Select every line below containing the word "recorded".

━━━━━━━━━━━━━━━━━━━━

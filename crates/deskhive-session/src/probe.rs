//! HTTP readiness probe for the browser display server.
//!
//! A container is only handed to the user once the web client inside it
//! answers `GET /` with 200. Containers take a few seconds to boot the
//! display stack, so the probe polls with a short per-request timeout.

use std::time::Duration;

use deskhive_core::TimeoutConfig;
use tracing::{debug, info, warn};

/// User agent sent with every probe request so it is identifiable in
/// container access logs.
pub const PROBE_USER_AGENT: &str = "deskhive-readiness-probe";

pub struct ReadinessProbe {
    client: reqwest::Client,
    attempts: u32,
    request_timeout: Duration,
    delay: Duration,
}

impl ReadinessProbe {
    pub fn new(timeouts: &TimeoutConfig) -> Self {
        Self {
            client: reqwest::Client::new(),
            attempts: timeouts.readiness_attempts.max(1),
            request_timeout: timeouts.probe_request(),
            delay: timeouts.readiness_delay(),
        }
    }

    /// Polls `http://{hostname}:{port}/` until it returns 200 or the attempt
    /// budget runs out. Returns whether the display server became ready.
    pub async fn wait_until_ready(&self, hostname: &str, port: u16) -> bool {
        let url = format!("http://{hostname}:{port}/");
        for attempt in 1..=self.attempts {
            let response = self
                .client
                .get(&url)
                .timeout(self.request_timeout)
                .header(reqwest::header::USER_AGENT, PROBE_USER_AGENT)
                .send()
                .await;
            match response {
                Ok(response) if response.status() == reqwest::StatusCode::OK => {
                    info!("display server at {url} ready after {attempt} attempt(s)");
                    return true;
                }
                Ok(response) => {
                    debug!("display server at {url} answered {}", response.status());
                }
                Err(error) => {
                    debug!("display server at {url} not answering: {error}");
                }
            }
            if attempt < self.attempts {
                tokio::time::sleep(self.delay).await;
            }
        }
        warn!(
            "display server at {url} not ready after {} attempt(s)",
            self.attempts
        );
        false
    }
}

━━━━━━━━━━━━━━━━━━━━

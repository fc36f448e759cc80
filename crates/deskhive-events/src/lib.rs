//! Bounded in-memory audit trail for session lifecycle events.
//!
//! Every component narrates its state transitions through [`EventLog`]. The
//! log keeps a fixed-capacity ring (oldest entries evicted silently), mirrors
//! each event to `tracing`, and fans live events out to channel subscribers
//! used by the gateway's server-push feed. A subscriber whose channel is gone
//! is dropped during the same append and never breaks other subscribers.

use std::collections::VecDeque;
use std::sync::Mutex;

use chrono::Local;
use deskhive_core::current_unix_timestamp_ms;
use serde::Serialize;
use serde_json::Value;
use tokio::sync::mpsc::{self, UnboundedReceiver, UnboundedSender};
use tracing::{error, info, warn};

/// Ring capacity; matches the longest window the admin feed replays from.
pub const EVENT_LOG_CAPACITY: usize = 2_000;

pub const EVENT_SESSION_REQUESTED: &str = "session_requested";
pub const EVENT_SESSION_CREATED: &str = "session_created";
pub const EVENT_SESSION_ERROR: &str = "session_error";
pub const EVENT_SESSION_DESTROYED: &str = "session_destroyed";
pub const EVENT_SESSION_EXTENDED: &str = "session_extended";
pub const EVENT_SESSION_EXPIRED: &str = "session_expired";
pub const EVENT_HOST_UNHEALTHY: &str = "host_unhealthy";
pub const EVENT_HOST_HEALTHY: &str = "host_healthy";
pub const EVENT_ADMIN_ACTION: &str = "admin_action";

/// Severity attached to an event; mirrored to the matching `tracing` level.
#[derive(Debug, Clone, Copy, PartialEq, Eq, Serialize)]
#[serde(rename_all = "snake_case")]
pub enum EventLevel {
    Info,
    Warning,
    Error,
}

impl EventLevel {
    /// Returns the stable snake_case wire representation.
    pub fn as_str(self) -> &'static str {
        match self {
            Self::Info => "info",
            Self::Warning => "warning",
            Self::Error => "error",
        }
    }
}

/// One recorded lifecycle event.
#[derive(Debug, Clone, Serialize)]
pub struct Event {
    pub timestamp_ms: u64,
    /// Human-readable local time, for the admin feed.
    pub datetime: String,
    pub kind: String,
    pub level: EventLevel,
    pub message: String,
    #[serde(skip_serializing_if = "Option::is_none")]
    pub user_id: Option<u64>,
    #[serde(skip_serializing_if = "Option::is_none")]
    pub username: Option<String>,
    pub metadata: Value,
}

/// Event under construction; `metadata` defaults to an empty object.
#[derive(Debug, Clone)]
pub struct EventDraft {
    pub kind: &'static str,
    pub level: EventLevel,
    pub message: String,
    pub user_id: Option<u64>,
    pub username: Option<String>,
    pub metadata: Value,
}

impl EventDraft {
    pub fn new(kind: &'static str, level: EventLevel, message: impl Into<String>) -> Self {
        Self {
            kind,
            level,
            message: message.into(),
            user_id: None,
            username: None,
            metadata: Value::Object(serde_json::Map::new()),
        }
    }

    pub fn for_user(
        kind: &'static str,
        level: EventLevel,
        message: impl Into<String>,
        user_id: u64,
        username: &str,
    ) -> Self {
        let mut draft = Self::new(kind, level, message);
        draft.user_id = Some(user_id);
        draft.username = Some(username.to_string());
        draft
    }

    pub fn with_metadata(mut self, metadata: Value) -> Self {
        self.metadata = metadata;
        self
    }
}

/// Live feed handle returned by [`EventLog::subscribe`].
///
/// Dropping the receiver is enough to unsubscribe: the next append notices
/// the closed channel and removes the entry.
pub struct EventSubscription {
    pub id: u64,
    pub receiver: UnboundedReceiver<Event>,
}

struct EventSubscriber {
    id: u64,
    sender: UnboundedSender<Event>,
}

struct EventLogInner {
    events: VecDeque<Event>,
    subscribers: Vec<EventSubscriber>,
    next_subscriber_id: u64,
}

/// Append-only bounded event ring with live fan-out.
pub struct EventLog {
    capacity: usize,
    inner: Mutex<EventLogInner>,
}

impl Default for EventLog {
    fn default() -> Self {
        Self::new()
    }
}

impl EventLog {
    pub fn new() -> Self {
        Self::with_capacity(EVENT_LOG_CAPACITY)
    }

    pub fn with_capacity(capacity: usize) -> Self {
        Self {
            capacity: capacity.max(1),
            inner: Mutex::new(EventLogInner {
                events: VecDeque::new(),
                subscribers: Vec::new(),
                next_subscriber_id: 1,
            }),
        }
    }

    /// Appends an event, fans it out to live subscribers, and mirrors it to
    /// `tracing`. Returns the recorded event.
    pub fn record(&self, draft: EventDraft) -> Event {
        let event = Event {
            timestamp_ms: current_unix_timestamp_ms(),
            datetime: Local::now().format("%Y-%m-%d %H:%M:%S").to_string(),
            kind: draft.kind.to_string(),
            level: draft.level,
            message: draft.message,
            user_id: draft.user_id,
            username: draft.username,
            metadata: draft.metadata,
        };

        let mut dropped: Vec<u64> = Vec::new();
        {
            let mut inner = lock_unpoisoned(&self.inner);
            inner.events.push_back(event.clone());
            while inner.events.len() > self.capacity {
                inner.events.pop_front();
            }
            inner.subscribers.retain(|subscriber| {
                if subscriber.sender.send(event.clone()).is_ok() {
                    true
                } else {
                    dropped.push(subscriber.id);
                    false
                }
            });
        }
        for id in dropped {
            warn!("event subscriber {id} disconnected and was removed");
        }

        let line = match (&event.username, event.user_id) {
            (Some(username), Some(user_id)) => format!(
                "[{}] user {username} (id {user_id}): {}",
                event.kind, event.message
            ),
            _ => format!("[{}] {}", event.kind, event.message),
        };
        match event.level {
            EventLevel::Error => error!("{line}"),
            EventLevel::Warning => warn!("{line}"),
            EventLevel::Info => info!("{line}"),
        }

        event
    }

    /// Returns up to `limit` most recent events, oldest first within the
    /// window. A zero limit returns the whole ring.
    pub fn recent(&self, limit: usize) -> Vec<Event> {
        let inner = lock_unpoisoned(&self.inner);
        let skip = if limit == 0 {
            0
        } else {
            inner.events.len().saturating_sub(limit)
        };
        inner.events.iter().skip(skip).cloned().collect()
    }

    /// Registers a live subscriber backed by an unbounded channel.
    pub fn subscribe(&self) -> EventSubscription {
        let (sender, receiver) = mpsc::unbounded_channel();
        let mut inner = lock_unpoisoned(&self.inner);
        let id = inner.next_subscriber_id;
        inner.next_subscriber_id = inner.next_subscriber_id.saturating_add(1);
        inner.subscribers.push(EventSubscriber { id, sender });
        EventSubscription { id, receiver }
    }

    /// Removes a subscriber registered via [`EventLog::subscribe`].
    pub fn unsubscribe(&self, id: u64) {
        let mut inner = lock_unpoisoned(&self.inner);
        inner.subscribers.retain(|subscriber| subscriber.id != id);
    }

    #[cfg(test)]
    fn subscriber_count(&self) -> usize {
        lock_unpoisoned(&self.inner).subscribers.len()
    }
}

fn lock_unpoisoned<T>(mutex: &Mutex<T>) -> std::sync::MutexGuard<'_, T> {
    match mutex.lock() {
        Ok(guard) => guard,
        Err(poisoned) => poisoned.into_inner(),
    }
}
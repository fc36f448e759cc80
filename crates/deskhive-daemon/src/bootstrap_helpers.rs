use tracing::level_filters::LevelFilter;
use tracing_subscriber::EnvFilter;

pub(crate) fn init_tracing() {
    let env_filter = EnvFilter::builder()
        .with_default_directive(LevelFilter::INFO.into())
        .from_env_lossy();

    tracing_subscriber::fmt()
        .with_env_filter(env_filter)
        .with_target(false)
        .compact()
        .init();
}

━━━━━━━━━━━━━━━━━━━━

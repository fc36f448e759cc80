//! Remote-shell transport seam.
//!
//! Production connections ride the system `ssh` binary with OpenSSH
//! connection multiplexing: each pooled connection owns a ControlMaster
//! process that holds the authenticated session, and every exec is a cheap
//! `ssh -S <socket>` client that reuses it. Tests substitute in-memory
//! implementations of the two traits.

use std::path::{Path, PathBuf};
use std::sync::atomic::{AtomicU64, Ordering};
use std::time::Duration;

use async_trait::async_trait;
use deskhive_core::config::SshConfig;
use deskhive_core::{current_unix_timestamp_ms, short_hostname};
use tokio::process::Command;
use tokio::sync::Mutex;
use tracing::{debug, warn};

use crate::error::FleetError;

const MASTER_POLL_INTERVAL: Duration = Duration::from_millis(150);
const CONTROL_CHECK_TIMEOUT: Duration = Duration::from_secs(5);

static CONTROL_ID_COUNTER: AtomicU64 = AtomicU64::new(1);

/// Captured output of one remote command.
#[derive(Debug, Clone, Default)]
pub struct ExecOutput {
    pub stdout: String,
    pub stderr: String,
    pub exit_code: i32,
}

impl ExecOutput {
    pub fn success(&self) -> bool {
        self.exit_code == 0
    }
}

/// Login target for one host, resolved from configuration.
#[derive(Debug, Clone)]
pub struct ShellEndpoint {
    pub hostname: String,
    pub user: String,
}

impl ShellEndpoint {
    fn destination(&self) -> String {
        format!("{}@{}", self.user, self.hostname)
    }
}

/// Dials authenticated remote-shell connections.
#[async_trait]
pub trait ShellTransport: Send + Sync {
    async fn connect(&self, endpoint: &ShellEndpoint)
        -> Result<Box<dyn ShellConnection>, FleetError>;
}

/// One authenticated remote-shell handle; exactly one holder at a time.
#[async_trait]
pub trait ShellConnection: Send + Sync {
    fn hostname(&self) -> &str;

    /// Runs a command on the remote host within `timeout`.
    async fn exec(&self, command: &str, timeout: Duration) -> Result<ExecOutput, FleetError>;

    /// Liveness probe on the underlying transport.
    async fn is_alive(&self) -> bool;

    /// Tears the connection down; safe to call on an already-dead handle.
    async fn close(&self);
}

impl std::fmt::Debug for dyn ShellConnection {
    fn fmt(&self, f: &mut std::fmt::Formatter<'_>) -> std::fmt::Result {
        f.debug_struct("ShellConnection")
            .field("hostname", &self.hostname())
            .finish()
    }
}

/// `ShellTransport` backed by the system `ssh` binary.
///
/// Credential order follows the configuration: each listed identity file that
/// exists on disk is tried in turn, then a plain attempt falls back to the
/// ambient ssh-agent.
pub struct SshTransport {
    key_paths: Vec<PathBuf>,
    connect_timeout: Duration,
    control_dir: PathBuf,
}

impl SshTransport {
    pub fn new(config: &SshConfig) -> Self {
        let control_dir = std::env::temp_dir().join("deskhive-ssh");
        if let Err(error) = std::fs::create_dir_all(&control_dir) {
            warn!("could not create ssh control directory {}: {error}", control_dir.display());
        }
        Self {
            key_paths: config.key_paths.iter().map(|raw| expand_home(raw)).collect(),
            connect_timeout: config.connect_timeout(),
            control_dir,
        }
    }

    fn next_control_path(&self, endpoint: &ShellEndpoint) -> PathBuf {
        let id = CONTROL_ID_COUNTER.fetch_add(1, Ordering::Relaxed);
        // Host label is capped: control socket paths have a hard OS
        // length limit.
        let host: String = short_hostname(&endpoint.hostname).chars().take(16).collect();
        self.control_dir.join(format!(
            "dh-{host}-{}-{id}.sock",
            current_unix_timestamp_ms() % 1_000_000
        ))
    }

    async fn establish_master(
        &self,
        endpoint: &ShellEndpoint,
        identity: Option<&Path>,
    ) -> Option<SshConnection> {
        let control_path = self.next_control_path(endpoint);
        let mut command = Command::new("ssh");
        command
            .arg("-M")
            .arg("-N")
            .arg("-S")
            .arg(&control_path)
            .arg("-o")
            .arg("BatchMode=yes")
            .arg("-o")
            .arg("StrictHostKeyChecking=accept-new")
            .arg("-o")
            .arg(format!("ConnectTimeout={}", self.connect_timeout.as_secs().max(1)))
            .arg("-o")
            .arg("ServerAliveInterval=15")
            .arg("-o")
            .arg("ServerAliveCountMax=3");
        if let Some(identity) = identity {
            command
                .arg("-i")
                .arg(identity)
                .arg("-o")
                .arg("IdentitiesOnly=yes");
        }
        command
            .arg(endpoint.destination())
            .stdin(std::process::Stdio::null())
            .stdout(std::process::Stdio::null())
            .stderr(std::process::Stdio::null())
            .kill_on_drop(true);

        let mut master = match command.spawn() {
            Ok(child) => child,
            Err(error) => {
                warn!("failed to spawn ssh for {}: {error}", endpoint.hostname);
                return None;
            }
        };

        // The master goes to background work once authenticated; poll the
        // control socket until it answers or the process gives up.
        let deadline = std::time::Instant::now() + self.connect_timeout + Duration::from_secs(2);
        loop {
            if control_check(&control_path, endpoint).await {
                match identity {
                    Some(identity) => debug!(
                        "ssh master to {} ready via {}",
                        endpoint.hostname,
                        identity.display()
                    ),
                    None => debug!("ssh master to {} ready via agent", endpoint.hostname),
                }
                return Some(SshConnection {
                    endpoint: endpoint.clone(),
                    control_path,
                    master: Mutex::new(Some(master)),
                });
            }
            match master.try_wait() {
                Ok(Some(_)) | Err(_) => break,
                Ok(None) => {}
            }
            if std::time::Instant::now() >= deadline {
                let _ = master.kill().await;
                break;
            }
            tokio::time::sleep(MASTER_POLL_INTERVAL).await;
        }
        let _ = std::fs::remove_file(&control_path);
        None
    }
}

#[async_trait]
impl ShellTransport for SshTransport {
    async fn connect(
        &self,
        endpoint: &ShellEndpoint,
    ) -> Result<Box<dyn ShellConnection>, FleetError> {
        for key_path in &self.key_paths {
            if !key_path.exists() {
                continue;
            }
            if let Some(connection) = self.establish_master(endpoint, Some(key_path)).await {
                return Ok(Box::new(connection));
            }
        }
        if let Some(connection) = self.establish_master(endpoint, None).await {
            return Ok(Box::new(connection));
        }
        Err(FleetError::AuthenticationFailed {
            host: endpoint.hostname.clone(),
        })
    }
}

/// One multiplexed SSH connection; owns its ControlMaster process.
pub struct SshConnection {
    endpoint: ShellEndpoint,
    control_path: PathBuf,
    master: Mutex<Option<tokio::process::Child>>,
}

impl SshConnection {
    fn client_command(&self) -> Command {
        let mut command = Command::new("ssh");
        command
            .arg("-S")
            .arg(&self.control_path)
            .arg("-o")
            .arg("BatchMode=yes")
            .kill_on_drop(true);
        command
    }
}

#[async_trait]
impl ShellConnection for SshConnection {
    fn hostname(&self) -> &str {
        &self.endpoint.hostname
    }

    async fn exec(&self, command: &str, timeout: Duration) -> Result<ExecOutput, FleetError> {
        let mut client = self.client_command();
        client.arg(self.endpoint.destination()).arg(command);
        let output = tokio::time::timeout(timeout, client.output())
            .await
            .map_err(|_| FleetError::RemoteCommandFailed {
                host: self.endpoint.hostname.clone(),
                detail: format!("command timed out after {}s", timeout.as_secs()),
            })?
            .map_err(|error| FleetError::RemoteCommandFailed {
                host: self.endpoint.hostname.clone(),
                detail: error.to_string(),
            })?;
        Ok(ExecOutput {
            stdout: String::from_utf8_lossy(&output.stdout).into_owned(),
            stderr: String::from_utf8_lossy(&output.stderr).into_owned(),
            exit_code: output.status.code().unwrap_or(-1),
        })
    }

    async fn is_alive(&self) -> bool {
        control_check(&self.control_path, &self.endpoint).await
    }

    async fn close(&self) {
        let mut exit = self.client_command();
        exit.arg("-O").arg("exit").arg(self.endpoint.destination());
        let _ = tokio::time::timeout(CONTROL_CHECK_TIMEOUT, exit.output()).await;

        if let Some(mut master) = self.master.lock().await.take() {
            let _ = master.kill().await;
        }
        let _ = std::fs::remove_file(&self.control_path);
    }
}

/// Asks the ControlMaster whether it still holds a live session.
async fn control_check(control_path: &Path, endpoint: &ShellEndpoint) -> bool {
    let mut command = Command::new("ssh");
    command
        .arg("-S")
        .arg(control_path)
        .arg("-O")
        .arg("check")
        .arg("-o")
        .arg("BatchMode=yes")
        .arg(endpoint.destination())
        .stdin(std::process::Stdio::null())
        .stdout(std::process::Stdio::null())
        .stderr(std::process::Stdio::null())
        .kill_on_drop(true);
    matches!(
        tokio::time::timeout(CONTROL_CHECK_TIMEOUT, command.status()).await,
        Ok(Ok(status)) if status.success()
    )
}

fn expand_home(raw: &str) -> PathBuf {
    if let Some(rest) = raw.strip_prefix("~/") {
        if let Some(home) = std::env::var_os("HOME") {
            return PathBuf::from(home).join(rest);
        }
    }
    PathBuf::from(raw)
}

━━━━━━━━━━━━━━━━━━━━

▶ [ANSWER SECTION]
/// One recorded lifecycle event.
    /// `tracing`. Returns the recorded event.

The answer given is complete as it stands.